思い出したのは海岸だ。足を向ける。海岸へはとても急な坂を下っていく。降りて砂浜に。よくレベル上げのパーティプレイに使われる砂浜だったが、この時は無人だった(もちろんそれを確認して下りていった)。砂を蹴り、砂浜を更に先へ。Mmさんに教えてもらっていた、Nmさんのサポートジョブ用アイテムを取った隠し海岸を目指すのだ。この時、既に時間は夜。脅威のボギーが現れる時間帯だった。下りた砂浜にはいなかったが、隠し海岸の方にはいるかも。いなかったらいいな! 隠し海岸へと通ずる洞窟をくぐる。
かくして、洞窟の向こうにもボギーの姿はなかった。浜の奥まで走り込み、後ろを振り向く。ここが終点だ、もう逃げ場はない。もしここまで追ってくるようであるのなら、もう戦うしかない。来るなら来てみろっ! 性根を据えた。
……来ない。……うん、来ない。ゴブは来ない。無事振り切った模様。やった! 助かった! 緊張を解く。なんつーか、逃げ方分かってきたよねぇ自分。

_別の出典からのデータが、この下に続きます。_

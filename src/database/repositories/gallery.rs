//! Gallery repository implementation

use chrono::Utc;
use sqlx::PgPool;

use crate::models::gallery::{CreateGalleryItemRequest, GalleryItem, UpdateGalleryItemRequest};
use crate::utils::errors::{FestplanError, Result};

const GALLERY_COLUMNS: &str = "id, event_id, object_key, caption, sort_order, created_at";

#[derive(Debug, Clone)]
pub struct GalleryRepository {
    pool: PgPool,
}

impl GalleryRepository {
    pub fn new(pool: PgPool) -> Self {
        Self { pool }
    }

    /// Register an uploaded image (the object itself lives in external
    /// storage)
    pub async fn create(&self, request: CreateGalleryItemRequest) -> Result<GalleryItem> {
        let item = sqlx::query_as::<_, GalleryItem>(&format!(
            r#"
            INSERT INTO gallery_items (event_id, object_key, caption, sort_order, created_at)
            VALUES ($1, $2, $3, $4, $5)
            RETURNING {GALLERY_COLUMNS}
            "#
        ))
        .bind(request.event_id)
        .bind(request.object_key)
        .bind(request.caption)
        .bind(request.sort_order.unwrap_or(0))
        .bind(Utc::now())
        .fetch_one(&self.pool)
        .await?;

        Ok(item)
    }

    /// List all gallery items of an event in display order
    pub async fn find_by_event(&self, event_id: i64) -> Result<Vec<GalleryItem>> {
        let items = sqlx::query_as::<_, GalleryItem>(&format!(
            "SELECT {GALLERY_COLUMNS} FROM gallery_items WHERE event_id = $1 ORDER BY sort_order, id"
        ))
        .bind(event_id)
        .fetch_all(&self.pool)
        .await?;

        Ok(items)
    }

    /// Update caption or display position
    pub async fn update(&self, id: i64, request: UpdateGalleryItemRequest) -> Result<GalleryItem> {
        let item = sqlx::query_as::<_, GalleryItem>(&format!(
            r#"
            UPDATE gallery_items
            SET caption = COALESCE($2, caption),
                sort_order = COALESCE($3, sort_order)
            WHERE id = $1
            RETURNING {GALLERY_COLUMNS}
            "#
        ))
        .bind(id)
        .bind(request.caption)
        .bind(request.sort_order)
        .fetch_optional(&self.pool)
        .await?;

        item.ok_or(FestplanError::Validation("Fant ikke bildet.".to_string()))
    }

    /// Delete a gallery item
    pub async fn delete(&self, id: i64) -> Result<()> {
        sqlx::query("DELETE FROM gallery_items WHERE id = $1")
            .bind(id)
            .execute(&self.pool)
            .await?;

        Ok(())
    }

    /// Count gallery items of an event
    pub async fn count_by_event(&self, event_id: i64) -> Result<i64> {
        let count: (i64,) =
            sqlx::query_as("SELECT COUNT(*) FROM gallery_items WHERE event_id = $1")
                .bind(event_id)
                .fetch_one(&self.pool)
                .await?;

        Ok(count.0)
    }
}
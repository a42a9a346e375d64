//! Budget item model

use chrono::{DateTime, Utc};
use rust_decimal::Decimal;
use serde::{Deserialize, Serialize};
use sqlx::FromRow;

#[derive(Debug, Clone, Serialize, Deserialize, FromRow)]
pub struct BudgetItem {
    pub id: i64,
    pub event_id: i64,
    pub title: String,
    pub category: Option<String>,
    pub planned: Decimal,
    pub actual: Option<Decimal>,
    pub paid: bool,
    pub created_at: DateTime<Utc>,
    pub updated_at: DateTime<Utc>,
}

#[derive(Debug, Clone, Serialize, Deserialize)]
pub struct CreateBudgetItemRequest {
    pub event_id: i64,
    pub title: String,
    pub category: Option<String>,
    pub planned: Option<Decimal>,
    pub actual: Option<Decimal>,
}

#[derive(Debug, Clone, Default, Serialize, Deserialize)]
pub struct UpdateBudgetItemRequest {
    pub title: Option<String>,
    pub category: Option<String>,
    pub planned: Option<Decimal>,
    pub actual: Option<Decimal>,
    pub paid: Option<bool>,
}

/// Aggregated totals across an event's budget items
#[derive(Debug, Clone, Serialize, FromRow)]
pub struct BudgetSummary {
    pub planned_total: Decimal,
    pub actual_total: Decimal,
    pub paid_total: Decimal,
}
//! Seed data builders for integration tests

use fake::faker::name::en::Name;
use fake::Fake;
use uuid::Uuid;

use festplan::database::DatabaseService;
use festplan::models::{
    CreateEventRequest, CreateGuestRequest, CreateTableRequest, Event, Guest, Table,
};

/// Create an event with a unique slug
pub async fn seed_event(db: &DatabaseService) -> Event {
    let slug = format!("test-{}", Uuid::new_v4().simple());
    let request = CreateEventRequest {
        title: "Testbryllup".to_string(),
        event_type: None,
        event_date: None,
        slug: None,
        custom_domain: None,
    };
    db.events
        .create(&slug, &request)
        .await
        .expect("failed to seed event")
}

/// Create a guest with just a name
pub async fn seed_guest(db: &DatabaseService, event_id: i64, name: &str) -> Guest {
    db.guests
        .create(CreateGuestRequest::named(event_id, name))
        .await
        .expect("failed to seed guest")
}

/// Create a table with the given capacity
pub async fn seed_table(db: &DatabaseService, event_id: i64, name: &str, capacity: i32) -> Table {
    let request = CreateTableRequest {
        capacity: Some(capacity),
        ..CreateTableRequest::named(event_id, name)
    };
    db.tables
        .create(request)
        .await
        .expect("failed to seed table")
}

/// A plausible random guest name
pub fn random_guest_name() -> String {
    Name().fake()
}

ほら、ブブリムってデコボコとか障害物が多いから、逃げやすいよね。やったやった。
ふと海岸をぐるりと見やると、サカナとカニがうろついている。カニをターゲットして調べると、「同じくらいの強さ」と出た。おお、やはりカニもいけそうだ。固いから打撃回数も多くなって、スキル上げには適しているかも。ボギーもいなくて安心だし、いっちょやってみるか。腰から殴り用武器を取って、カニの後ろから不意打ちをかました。